ASSIGNMENT:
Going line by line through the data below, report how many lines include the word "base", with nothing added.
>>>
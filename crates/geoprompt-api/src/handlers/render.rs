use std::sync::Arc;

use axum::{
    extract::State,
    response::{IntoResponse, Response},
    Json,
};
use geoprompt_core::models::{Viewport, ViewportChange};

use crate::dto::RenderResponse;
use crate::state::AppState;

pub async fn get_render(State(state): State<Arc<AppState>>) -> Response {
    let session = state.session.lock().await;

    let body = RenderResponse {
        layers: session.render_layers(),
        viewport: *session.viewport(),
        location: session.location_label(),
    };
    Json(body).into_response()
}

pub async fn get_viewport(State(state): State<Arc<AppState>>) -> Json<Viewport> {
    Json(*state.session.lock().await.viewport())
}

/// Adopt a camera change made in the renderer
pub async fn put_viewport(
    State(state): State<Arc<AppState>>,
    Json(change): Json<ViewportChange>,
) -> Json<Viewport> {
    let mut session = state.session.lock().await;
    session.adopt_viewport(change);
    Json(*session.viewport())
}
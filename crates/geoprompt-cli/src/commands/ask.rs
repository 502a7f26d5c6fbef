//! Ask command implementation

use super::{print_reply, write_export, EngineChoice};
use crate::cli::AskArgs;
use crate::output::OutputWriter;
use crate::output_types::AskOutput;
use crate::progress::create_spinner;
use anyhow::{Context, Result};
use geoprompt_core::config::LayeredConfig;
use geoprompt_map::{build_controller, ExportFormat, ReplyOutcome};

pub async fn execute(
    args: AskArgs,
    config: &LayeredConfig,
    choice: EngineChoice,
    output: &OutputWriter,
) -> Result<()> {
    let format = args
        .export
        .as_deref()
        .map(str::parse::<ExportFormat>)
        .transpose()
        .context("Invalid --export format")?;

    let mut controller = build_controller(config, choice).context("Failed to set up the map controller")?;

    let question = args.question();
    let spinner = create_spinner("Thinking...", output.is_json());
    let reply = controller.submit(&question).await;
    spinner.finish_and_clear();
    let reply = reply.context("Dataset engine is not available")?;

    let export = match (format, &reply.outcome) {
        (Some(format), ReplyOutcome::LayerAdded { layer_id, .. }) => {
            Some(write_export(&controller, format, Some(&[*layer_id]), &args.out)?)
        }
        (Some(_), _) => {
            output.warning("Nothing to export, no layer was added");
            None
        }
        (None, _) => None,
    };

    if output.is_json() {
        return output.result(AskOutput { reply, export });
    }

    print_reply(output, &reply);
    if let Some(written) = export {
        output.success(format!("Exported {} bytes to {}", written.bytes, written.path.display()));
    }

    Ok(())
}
<<<
>>>
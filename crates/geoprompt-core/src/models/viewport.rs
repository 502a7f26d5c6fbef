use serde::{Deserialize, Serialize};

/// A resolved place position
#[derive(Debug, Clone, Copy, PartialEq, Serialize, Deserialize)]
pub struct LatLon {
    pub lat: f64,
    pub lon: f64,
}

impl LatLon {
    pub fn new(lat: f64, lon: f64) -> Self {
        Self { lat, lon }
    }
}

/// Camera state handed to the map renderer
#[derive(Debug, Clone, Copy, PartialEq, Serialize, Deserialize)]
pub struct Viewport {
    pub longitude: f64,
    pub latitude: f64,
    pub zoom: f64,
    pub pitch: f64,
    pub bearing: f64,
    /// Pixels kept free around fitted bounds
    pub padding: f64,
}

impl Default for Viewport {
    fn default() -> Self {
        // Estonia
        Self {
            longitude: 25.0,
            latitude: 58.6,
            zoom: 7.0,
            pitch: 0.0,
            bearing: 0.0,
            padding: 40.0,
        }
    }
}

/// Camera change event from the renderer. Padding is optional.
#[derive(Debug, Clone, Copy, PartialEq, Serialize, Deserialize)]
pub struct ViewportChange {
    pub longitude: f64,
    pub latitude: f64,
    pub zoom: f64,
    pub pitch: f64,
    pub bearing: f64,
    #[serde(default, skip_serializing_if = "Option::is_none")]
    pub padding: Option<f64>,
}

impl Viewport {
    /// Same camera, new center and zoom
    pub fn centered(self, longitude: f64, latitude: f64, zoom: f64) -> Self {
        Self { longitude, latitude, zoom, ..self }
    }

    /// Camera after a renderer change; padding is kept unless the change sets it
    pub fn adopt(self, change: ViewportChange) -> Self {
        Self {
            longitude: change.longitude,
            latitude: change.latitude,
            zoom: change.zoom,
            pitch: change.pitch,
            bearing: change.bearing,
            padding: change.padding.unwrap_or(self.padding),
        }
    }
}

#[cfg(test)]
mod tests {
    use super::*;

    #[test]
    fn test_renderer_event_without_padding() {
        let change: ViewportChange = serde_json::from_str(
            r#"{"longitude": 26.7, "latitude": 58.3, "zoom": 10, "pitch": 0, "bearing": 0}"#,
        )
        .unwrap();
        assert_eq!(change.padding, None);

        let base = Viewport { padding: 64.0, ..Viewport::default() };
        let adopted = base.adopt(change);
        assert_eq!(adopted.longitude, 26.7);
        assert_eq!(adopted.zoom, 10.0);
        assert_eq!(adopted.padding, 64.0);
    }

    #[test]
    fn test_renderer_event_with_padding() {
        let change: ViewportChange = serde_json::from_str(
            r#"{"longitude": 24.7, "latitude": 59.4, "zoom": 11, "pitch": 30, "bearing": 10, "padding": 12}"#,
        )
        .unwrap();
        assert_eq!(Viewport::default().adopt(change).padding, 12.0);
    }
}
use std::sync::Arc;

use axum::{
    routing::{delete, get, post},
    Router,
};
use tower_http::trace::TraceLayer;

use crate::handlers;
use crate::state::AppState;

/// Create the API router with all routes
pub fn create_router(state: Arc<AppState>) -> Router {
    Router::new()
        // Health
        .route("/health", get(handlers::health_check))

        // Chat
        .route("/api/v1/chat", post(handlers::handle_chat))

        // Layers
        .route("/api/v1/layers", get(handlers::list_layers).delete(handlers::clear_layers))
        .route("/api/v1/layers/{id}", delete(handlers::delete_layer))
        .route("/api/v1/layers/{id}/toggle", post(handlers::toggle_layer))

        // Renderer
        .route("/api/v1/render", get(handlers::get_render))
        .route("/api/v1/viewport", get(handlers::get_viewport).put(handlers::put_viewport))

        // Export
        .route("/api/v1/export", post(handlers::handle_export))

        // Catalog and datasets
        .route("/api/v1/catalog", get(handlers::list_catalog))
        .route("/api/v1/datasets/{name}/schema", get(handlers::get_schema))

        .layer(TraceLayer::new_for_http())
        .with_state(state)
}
<<<
>>>
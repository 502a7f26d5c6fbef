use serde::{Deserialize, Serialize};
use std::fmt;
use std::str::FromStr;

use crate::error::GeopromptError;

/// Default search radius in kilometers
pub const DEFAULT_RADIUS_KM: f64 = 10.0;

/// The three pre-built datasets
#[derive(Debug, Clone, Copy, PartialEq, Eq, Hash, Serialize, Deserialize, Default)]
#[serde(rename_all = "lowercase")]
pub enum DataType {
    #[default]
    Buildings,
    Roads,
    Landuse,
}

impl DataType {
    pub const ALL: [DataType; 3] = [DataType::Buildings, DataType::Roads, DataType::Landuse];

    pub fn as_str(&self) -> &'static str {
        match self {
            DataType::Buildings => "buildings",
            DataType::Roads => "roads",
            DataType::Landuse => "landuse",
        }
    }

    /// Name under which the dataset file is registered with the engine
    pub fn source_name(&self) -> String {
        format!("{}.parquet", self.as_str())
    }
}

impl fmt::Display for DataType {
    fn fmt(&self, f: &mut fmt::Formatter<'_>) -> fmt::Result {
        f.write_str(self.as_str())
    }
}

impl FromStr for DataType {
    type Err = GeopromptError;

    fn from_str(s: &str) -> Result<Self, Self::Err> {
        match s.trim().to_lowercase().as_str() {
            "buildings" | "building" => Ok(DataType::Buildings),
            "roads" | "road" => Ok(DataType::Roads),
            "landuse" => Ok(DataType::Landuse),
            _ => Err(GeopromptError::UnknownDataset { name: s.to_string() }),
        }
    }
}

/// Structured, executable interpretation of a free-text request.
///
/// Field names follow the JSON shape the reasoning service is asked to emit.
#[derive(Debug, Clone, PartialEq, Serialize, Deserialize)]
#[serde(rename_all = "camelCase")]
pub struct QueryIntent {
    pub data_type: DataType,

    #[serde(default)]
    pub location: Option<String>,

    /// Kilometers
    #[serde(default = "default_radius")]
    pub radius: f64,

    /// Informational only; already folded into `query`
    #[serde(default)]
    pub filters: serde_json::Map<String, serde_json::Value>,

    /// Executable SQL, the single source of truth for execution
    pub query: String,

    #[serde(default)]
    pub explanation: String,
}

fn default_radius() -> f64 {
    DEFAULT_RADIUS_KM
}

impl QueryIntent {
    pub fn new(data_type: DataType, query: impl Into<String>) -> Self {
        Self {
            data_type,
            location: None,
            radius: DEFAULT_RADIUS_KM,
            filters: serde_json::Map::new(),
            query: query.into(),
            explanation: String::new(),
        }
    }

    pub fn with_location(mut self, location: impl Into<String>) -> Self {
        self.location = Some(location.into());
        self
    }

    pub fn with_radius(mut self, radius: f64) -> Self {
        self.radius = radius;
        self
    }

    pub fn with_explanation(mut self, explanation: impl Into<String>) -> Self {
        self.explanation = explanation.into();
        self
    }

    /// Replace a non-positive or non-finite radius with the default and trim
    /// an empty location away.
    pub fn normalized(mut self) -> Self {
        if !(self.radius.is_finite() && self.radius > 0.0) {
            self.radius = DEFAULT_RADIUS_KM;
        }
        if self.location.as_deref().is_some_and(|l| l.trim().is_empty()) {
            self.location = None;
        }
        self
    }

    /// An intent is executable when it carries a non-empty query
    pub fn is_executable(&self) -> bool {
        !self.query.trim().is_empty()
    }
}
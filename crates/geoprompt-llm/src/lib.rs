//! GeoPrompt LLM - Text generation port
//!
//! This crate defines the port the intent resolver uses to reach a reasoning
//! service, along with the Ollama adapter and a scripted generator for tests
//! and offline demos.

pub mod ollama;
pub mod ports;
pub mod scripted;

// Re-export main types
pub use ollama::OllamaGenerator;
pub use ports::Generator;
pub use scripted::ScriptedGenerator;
<<<
YOUR SOLUTION:
2